## Description of the task:
Among the entries below, take the line with "use crate::error::CoreError;" and the line with "a fence header.", and output them and every line between them exactly, with nothing else.

## Dataset excerpts:

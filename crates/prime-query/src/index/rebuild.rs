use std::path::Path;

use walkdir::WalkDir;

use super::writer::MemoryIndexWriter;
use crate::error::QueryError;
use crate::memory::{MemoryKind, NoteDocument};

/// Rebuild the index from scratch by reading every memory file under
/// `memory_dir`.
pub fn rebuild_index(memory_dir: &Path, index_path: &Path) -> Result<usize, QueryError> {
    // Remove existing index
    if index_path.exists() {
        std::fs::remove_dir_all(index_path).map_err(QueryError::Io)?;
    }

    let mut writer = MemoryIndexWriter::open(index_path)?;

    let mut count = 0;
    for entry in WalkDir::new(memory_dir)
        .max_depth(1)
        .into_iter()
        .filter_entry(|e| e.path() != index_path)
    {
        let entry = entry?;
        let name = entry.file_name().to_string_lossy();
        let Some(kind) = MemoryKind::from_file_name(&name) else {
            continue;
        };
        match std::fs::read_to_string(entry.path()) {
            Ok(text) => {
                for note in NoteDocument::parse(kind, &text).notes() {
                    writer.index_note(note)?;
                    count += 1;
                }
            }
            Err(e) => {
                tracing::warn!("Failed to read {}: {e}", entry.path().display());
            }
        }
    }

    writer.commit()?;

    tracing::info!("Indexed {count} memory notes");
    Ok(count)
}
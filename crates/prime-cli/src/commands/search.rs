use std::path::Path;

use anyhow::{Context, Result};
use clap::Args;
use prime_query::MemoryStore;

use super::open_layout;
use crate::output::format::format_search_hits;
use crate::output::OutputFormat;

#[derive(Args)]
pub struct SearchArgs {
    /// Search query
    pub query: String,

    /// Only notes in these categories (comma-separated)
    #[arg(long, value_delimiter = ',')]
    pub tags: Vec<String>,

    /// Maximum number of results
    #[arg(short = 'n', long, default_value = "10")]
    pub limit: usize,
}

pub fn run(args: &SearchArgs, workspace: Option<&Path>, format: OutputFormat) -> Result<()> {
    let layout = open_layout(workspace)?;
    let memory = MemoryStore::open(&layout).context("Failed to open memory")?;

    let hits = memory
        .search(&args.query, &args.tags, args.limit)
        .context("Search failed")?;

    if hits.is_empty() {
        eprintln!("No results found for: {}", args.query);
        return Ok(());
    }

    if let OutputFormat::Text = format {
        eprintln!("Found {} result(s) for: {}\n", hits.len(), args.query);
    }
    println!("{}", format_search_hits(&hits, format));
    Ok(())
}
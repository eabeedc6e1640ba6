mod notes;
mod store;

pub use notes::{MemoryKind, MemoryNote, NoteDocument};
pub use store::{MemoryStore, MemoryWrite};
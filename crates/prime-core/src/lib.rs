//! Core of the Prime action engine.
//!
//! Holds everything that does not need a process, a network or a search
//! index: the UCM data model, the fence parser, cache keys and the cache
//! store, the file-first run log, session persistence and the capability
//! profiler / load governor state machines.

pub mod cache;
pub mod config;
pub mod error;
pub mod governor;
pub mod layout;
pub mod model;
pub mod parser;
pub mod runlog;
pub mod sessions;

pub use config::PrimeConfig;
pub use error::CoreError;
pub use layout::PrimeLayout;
...
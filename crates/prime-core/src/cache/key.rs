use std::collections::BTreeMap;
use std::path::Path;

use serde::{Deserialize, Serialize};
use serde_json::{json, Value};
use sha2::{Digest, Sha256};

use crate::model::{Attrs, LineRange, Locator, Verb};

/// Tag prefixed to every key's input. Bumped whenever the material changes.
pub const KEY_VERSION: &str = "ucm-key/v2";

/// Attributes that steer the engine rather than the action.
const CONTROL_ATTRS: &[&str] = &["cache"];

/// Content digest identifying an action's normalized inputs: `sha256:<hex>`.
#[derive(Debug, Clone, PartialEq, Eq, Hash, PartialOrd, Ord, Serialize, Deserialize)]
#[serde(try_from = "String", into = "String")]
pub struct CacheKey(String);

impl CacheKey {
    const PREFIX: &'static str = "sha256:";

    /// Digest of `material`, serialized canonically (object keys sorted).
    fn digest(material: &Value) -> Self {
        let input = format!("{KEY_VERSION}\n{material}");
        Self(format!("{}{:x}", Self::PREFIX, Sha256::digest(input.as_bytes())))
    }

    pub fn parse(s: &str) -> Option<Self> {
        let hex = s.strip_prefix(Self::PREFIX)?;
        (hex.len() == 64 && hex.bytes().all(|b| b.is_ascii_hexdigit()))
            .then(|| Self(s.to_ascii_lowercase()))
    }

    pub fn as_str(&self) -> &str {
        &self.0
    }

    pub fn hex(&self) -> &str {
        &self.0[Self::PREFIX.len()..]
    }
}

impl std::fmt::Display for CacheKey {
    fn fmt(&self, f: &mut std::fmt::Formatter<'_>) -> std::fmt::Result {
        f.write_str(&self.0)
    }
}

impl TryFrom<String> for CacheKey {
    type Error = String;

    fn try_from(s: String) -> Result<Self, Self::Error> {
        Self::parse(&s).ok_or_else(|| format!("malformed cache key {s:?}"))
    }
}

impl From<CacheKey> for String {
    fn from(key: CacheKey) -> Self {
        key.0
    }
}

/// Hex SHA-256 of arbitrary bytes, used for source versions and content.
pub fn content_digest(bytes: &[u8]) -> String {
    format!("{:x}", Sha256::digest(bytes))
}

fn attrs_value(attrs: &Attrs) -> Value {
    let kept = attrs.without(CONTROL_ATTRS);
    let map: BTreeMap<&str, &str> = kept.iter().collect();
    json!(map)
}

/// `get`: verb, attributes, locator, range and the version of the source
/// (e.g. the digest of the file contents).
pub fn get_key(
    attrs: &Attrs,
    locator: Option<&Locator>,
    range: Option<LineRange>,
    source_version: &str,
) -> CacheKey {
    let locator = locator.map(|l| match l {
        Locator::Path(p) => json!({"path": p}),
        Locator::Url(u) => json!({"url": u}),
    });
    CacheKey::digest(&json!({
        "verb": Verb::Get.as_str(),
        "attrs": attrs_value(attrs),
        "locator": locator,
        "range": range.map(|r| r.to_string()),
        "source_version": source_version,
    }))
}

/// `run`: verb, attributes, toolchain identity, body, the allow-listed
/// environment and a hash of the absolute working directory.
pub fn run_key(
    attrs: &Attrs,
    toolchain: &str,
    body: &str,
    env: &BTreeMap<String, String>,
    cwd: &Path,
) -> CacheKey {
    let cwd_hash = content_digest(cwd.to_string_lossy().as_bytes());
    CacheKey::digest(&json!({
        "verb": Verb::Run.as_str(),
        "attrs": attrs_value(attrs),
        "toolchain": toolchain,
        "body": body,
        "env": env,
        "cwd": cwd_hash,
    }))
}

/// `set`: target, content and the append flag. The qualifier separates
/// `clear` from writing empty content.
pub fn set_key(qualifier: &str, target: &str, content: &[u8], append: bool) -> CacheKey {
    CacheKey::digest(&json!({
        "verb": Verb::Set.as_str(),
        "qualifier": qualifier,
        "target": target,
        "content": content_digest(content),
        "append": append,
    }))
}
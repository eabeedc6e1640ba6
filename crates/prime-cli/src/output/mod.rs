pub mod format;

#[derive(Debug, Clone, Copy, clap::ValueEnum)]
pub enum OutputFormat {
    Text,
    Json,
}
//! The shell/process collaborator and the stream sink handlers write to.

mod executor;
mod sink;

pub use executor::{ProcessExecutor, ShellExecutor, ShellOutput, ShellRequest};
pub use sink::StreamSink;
--
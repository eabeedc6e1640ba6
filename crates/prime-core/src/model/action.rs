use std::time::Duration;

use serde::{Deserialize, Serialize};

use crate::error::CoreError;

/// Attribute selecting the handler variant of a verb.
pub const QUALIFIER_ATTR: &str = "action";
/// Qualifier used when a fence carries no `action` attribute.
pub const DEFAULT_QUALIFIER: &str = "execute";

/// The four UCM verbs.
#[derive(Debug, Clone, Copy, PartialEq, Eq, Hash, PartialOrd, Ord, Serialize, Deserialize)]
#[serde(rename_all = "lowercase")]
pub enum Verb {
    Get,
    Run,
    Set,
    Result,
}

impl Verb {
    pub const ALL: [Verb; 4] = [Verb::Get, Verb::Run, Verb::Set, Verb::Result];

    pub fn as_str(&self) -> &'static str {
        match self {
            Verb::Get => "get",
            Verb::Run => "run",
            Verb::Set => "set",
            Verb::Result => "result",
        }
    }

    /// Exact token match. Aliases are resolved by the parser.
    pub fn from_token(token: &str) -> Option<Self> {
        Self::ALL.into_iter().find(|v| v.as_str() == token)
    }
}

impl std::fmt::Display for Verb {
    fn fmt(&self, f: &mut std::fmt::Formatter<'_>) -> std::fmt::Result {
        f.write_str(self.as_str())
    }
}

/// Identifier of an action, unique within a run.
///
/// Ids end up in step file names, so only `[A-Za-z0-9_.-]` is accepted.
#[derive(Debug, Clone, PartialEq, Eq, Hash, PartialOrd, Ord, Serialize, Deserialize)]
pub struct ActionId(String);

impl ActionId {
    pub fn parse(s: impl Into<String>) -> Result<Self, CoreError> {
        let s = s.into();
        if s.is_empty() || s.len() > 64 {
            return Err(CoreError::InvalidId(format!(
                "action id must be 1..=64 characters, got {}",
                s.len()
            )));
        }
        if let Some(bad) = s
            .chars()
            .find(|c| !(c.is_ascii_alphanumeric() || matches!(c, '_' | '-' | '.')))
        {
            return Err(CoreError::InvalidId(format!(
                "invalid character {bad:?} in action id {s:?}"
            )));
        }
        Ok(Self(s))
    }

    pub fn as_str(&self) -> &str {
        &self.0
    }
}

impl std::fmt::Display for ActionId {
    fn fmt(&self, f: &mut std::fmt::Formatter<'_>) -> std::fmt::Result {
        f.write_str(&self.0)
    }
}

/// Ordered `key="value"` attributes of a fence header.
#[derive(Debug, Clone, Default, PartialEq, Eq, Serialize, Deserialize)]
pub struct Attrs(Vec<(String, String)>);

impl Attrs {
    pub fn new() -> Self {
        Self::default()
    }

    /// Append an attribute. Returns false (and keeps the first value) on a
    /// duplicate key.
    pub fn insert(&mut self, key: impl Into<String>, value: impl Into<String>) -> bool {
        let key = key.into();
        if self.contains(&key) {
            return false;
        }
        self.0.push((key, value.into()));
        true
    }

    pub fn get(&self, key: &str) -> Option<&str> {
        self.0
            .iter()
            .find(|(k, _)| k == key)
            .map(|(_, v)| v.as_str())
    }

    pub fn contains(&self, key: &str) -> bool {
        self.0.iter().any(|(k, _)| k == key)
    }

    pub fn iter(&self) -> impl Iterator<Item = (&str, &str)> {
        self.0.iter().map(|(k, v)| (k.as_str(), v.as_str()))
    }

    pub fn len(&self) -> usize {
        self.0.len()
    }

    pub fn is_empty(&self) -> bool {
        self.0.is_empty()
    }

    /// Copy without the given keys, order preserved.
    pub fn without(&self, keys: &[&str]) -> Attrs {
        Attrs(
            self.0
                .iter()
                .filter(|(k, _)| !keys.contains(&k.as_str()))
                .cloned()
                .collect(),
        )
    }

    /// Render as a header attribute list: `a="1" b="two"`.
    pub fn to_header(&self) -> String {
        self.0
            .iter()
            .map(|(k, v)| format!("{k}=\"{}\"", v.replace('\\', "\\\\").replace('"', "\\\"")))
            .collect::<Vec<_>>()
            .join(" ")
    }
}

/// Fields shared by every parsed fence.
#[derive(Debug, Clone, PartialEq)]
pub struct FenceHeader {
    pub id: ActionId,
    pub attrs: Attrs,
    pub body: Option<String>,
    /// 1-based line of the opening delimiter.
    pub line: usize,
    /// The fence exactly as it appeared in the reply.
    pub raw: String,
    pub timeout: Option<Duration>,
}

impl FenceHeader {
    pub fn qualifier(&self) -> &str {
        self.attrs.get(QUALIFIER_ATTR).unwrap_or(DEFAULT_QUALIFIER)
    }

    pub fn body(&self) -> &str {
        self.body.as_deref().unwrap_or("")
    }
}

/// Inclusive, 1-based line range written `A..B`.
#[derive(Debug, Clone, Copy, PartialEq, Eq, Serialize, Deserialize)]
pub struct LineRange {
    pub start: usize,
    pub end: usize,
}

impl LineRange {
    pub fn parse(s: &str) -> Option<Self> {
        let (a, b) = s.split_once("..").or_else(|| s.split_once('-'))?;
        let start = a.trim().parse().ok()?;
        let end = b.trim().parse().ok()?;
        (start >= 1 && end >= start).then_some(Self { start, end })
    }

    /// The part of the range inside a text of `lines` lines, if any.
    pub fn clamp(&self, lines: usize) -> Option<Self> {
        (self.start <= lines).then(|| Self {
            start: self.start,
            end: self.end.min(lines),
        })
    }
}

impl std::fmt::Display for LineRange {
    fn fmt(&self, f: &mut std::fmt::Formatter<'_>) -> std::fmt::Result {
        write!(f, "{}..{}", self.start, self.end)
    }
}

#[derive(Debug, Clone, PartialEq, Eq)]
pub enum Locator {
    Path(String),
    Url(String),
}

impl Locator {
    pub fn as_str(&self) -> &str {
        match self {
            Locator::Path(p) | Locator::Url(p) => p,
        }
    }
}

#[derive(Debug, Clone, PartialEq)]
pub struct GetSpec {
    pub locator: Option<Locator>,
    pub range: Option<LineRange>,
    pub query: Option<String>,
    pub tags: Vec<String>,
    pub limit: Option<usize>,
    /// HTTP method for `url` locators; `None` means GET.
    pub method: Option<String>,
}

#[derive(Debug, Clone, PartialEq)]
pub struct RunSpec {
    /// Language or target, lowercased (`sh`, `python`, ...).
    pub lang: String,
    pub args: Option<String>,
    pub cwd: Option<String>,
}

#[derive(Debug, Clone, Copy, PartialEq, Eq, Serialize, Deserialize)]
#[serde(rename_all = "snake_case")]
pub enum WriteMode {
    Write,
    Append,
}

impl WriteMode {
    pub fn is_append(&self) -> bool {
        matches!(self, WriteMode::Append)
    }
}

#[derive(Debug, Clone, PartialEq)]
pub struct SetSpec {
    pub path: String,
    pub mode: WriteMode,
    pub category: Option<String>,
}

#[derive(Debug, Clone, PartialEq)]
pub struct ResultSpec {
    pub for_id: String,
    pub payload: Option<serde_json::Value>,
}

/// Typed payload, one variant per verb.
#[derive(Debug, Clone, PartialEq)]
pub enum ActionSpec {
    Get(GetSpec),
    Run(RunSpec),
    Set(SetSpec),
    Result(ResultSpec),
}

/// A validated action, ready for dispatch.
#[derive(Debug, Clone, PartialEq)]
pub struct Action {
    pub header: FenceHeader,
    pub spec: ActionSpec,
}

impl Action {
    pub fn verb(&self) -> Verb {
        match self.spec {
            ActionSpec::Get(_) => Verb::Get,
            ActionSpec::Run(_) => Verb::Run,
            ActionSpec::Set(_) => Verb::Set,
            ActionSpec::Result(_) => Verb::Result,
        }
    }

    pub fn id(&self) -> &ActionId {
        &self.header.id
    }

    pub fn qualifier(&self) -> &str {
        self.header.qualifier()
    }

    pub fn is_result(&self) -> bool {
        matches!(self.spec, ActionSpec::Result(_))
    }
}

## Result of the exercise:
use crate::error::CoreError;

/// Attribute selecting the handler variant of a verb.
pub const QUALIFIER_ATTR: &str = "action";
/// Qualifier used when a fence carries no `action` attribute.
pub const DEFAULT_QUALIFIER: &str = "execute";

/// The four UCM verbs.
#[derive(Debug, Clone, Copy, PartialEq, Eq, Hash, PartialOrd, Ord, Serialize, Deserialize)]
#[serde(rename_all = "lowercase")]
pub enum Verb {
    Get,
    Run,
    Set,
    Result,
}

impl Verb {
    pub const ALL: [Verb; 4] = [Verb::Get, Verb::Run, Verb::Set, Verb::Result];

    pub fn as_str(&self) -> &'static str {
        match self {
            Verb::Get => "get",
            Verb::Run => "run",
            Verb::Set => "set",
            Verb::Result => "result",
        }
    }

    /// Exact token match. Aliases are resolved by the parser.
    pub fn from_token(token: &str) -> Option<Self> {
        Self::ALL.into_iter().find(|v| v.as_str() == token)
    }
}

impl std::fmt::Display for Verb {
    fn fmt(&self, f: &mut std::fmt::Formatter<'_>) -> std::fmt::Result {
        f.write_str(self.as_str())
    }
}

/// Identifier of an action, unique within a run.
///
/// Ids end up in step file names, so only `[A-Za-z0-9_.-]` is accepted.
#[derive(Debug, Clone, PartialEq, Eq, Hash, PartialOrd, Ord, Serialize, Deserialize)]
pub struct ActionId(String);

impl ActionId {
    pub fn parse(s: impl Into<String>) -> Result<Self, CoreError> {
        let s = s.into();
        if s.is_empty() || s.len() > 64 {
            return Err(CoreError::InvalidId(format!(
                "action id must be 1..=64 characters, got {}",
                s.len()
            )));
        }
        if let Some(bad) = s
            .chars()
            .find(|c| !(c.is_ascii_alphanumeric() || matches!(c, '_' | '-' | '.')))
        {
            return Err(CoreError::InvalidId(format!(
                "invalid character {bad:?} in action id {s:?}"
            )));
        }
        Ok(Self(s))
    }

    pub fn as_str(&self) -> &str {
        &self.0
    }
}

impl std::fmt::Display for ActionId {
    fn fmt(&self, f: &mut std::fmt::Formatter<'_>) -> std::fmt::Result {
        f.write_str(&self.0)
    }
}

/// Ordered `key="value"` attributes of a fence header.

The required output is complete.